There's a bit of a problem with this position: under US law, terrorism requires premeditation. If it's not premeditated, it cannot be terrorism.
So if the investigation revealed that the Benghazi incident was a spontaneous protest that ended up resulting in the violent deaths of four American citizens, is there a special distinction for that? AlBell claimed that the President was trying to include events taking place in Cairo and elsewhere.
In Cairo, protestors scaled a wall and tore down a flag. Would
that qualify -- legally -- as an "act of terrorism" if it had been planned? Let's look at some code:
Title 18 of the United States Code (regarding criminal acts and criminal procedure) defines international terrorism as:
"[T]he term 'international terrorism' means activities that . . . involve violent acts or acts dangerous to human life that are a violation of the criminal laws of the United States or of any State, or that would be a criminal violation if committed within the jurisdiction of the United States or of any State; [and] appear to be intended . . . to intimidate or coerce a civilian population; . . . to influence the policy of a government by intimidation or coercion; or . . . to affect the conduct of a government by mass destruction, assassination, or kidnapping; and [which] occur primarily outside the territorial jurisdiction of the United States, or transcend national boundaries in terms of the means by which they are accomplished, the persons they appear intended to intimidate or coerce, or the locale in which their perpetrators operate or seek asylum."
I don't see anything about premeditation in there (might be hiding in the elipses, I guess). And going by that, it looks to me like we'd have to call the tearing down of that flag in Cairo (which clearly
was a spontaneous reaction to that video trailer) a "terrorist act". Title 22 does mention "premeditation". Does Title 22 supercede Title 18? I mean, if we're going to be pedantic, let's also make sure we're
right.
He spoke generically about terrorism, but did not actually label the attack itself as a terrorist attack.
And you've said that you don't have a problem with what he said at that point in time, presumably because you agree that
at that point in time the degree to which it was planned versus spontaneous was not clear.

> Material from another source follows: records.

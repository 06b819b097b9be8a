//! Operation lifecycle macros
//!
//! Every boundary operation emits exactly one `start` and one `end` (or
//! `end_error`) event carrying `component`, `op` and `event` fields.

/// Log the start of an operation
///
/// ```
/// # use layercheck_core::log_op_start;
/// log_op_start!("validate");
/// log_op_start!("validate", layer_count = 12usize);
/// ```
#[macro_export]
macro_rules! log_op_start {
    ($op:expr) => {
        tracing::info!(
            component = module_path!(),
            op = $op,
            event = $crate::schema::EVENT_START,
        );
    };
    ($op:expr, $($field:tt)*) => {
        tracing::info!(
            component = module_path!(),
            op = $op,
            event = $crate::schema::EVENT_START,
            $($field)*
        );
    };
}

/// Log the successful end of an operation
///
/// ```
/// # use layercheck_core::log_op_end;
/// log_op_end!("compare", duration_ms = 3u64);
/// ```
#[macro_export]
macro_rules! log_op_end {
    ($op:expr, duration_ms = $duration:expr) => {
        tracing::info!(
            component = module_path!(),
            op = $op,
            event = $crate::schema::EVENT_END,
            duration_ms = $duration,
        );
    };
    ($op:expr, duration_ms = $duration:expr, $($field:tt)*) => {
        tracing::info!(
            component = module_path!(),
            op = $op,
            event = $crate::schema::EVENT_END,
            duration_ms = $duration,
            $($field)*
        );
    };
}

/// Log an operation failure
///
/// `$err` is anything convertible into [`ExError`](crate::errors::ExError).
///
/// ```
/// # use layercheck_core::{log_op_error, errors::LayerCheckError};
/// let err = LayerCheckError::VersionNotFound { version_id: "v1".to_string() };
/// log_op_error!("get_version", err, duration_ms = 0u64);
/// ```
#[macro_export]
macro_rules! log_op_error {
    ($op:expr, $err:expr, duration_ms = $duration:expr) => {{
        let ex_err: $crate::errors::ExError = $err.into();
        tracing::error!(
            component = module_path!(),
            op = $op,
            event = $crate::schema::EVENT_END_ERROR,
            duration_ms = $duration,
            err_kind = ?ex_err.kind(),
            err_code = ex_err.code(),
        );
    }};
    ($op:expr, $err:expr, duration_ms = $duration:expr, $($field:tt)*) => {{
        let ex_err: $crate::errors::ExError = $err.into();
        tracing::error!(
            component = module_path!(),
            op = $op,
            event = $crate::schema::EVENT_END_ERROR,
            duration_ms = $duration,
            err_kind = ?ex_err.kind(),
            err_code = ex_err.code(),
            $($field)*
        );
    }};
}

The administration's response was a train wreck of conflicting accounts and buck passing for a security failure of monumental proportions.
The
incident itself was a train wreck of conflicting accounts. To the extent that there was a security failure, it was in fact a failure by the State Department, because it is that agency, and not the White House, that handles diplomatic security in foreign nations. That buck
was passed to the President, and, in no uncertain terms,
he accepted it.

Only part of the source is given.